_PROBLEM TO SOLVE_
Where in the material does the word "input" appear? Copy each line that has it.

_TASK MATERIAL_
____________

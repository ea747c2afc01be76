// Copyright 2025 the Bracken Authors
// SPDX-License-Identifier: Apache-2.0 OR MIT

//! Shared widget state: position, bounds, flags, tooltip, and border.

use alloc::boxed::Box;
use alloc::string::String;
use bracken_position::Position;
use bracken_tooltip::TooltipTimers;
use kurbo::{Point, Rect};

use crate::border::{Border, EmptyBorder};

bitflags::bitflags! {
    /// Widget state flags.
    #[derive(Clone, Copy, Debug, PartialEq, Eq, Hash)]
    pub struct WidgetFlags: u8 {
        /// Widget is rendered and hit-testable.
        const VISIBLE = 0b0000_0001;
        /// Widget accepts input.
        const ENABLED = 0b0000_0010;
        /// Mouse is currently within the widget's bounds.
        const HOVERED = 0b0000_0100;
        /// Widget holds focus within its dispatch scope.
        const FOCUSED = 0b0000_1000;
    }
}

impl Default for WidgetFlags {
    fn default() -> Self {
        Self::VISIBLE | Self::ENABLED
    }
}

/// State common to every widget.
///
/// A widget owns exactly one `WidgetState`; the [`Widget`](crate::Widget)
/// trait exposes it through `state()`/`state_mut()` so the provided render
/// and input plumbing can operate on any widget.
///
/// `hovered` is recomputed from the mouse position on every render and
/// mouse move; its prior value never matters. `focused` is assigned by the
/// host, which keeps at most one widget focused per dispatch scope.
#[derive(Debug)]
pub struct WidgetState {
    position: Position,
    width: f64,
    height: f64,
    flags: WidgetFlags,
    tooltip: Option<String>,
    tooltip_timers: TooltipTimers,
    border: Box<dyn Border>,
}

impl WidgetState {
    /// Creates widget state with the given position and size.
    ///
    /// # Panics
    ///
    /// Panics if the width or height is negative.
    #[must_use]
    pub fn new(position: Position, width: f64, height: f64) -> Self {
        assert!(
            width >= 0.0 && height >= 0.0,
            "widget size must be non-negative"
        );
        Self {
            position,
            width,
            height,
            flags: WidgetFlags::default(),
            tooltip: None,
            tooltip_timers: TooltipTimers::default(),
            border: Box::new(EmptyBorder),
        }
    }

    /// Returns the widget's position.
    #[must_use]
    pub fn position(&self) -> &Position {
        &self.position
    }

    /// Absolute X of the widget's top-left corner.
    #[must_use]
    pub fn x(&self) -> f64 {
        self.position.x()
    }

    /// Absolute Y of the widget's top-left corner.
    #[must_use]
    pub fn y(&self) -> f64 {
        self.position.y()
    }

    /// Widget width.
    #[must_use]
    pub fn width(&self) -> f64 {
        self.width
    }

    /// Widget height.
    #[must_use]
    pub fn height(&self) -> f64 {
        self.height
    }

    /// Sets the widget width.
    ///
    /// # Panics
    ///
    /// Panics if `width` is negative.
    pub fn set_width(&mut self, width: f64) {
        assert!(width >= 0.0, "widget width must be non-negative");
        self.width = width;
    }

    /// Sets the widget height.
    ///
    /// # Panics
    ///
    /// Panics if `height` is negative.
    pub fn set_height(&mut self, height: f64) {
        assert!(height >= 0.0, "widget height must be non-negative");
        self.height = height;
    }

    /// The widget's bounds in absolute coordinates.
    #[must_use]
    pub fn bounds(&self) -> Rect {
        let origin = self.position.point();
        Rect::new(
            origin.x,
            origin.y,
            origin.x + self.width,
            origin.y + self.height,
        )
    }

    /// Returns `true` if `point` falls within `[x, x + width) × [y, y + height)`.
    #[must_use]
    pub fn contains(&self, point: Point) -> bool {
        self.bounds().contains(point)
    }

    /// Whether the widget is rendered and hit-testable.
    #[must_use]
    pub fn is_visible(&self) -> bool {
        self.flags.contains(WidgetFlags::VISIBLE)
    }

    /// Shows or hides the widget.
    pub fn set_visible(&mut self, visible: bool) {
        self.flags.set(WidgetFlags::VISIBLE, visible);
    }

    /// Whether the widget accepts input.
    #[must_use]
    pub fn is_enabled(&self) -> bool {
        self.flags.contains(WidgetFlags::ENABLED)
    }

    /// Enables or disables input.
    pub fn set_enabled(&mut self, enabled: bool) {
        self.flags.set(WidgetFlags::ENABLED, enabled);
    }

    /// Whether the mouse was within bounds at the last update.
    #[must_use]
    pub fn is_hovered(&self) -> bool {
        self.flags.contains(WidgetFlags::HOVERED)
    }

    /// Records the hover state. Called by the render/input plumbing.
    pub fn set_hovered(&mut self, hovered: bool) {
        self.flags.set(WidgetFlags::HOVERED, hovered);
    }

    /// Whether the widget holds focus.
    #[must_use]
    pub fn is_focused(&self) -> bool {
        self.flags.contains(WidgetFlags::FOCUSED)
    }

    /// Assigns or removes focus. The host keeps at most one widget focused
    /// per dispatch scope.
    pub fn set_focused(&mut self, focused: bool) {
        self.flags.set(WidgetFlags::FOCUSED, focused);
    }

    /// The widget's tooltip text, if any.
    #[must_use]
    pub fn tooltip(&self) -> Option<&str> {
        self.tooltip.as_deref()
    }

    /// Sets or clears the tooltip text.
    pub fn set_tooltip(&mut self, tooltip: Option<String>) {
        self.tooltip = tooltip;
    }

    /// The widget's tooltip accumulation timers.
    #[must_use]
    pub fn tooltip_timers(&self) -> &TooltipTimers {
        &self.tooltip_timers
    }

    /// Mutable access to the tooltip timers, for the render plumbing.
    pub fn tooltip_timers_mut(&mut self) -> &mut TooltipTimers {
        &mut self.tooltip_timers
    }

    /// The widget's border.
    #[must_use]
    pub fn border(&self) -> &dyn Border {
        &*self.border
    }

    /// Replaces the widget's border.
    pub fn set_border(&mut self, border: Box<dyn Border>) {
        self.border = border;
    }
}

____________

_EXERCISE RESPONSE_
        /// Widget accepts input.
/// and input plumbing can operate on any widget.
    /// Whether the widget accepts input.
    /// Enables or disables input.
    /// Records the hover state. Called by the render/input plumbing.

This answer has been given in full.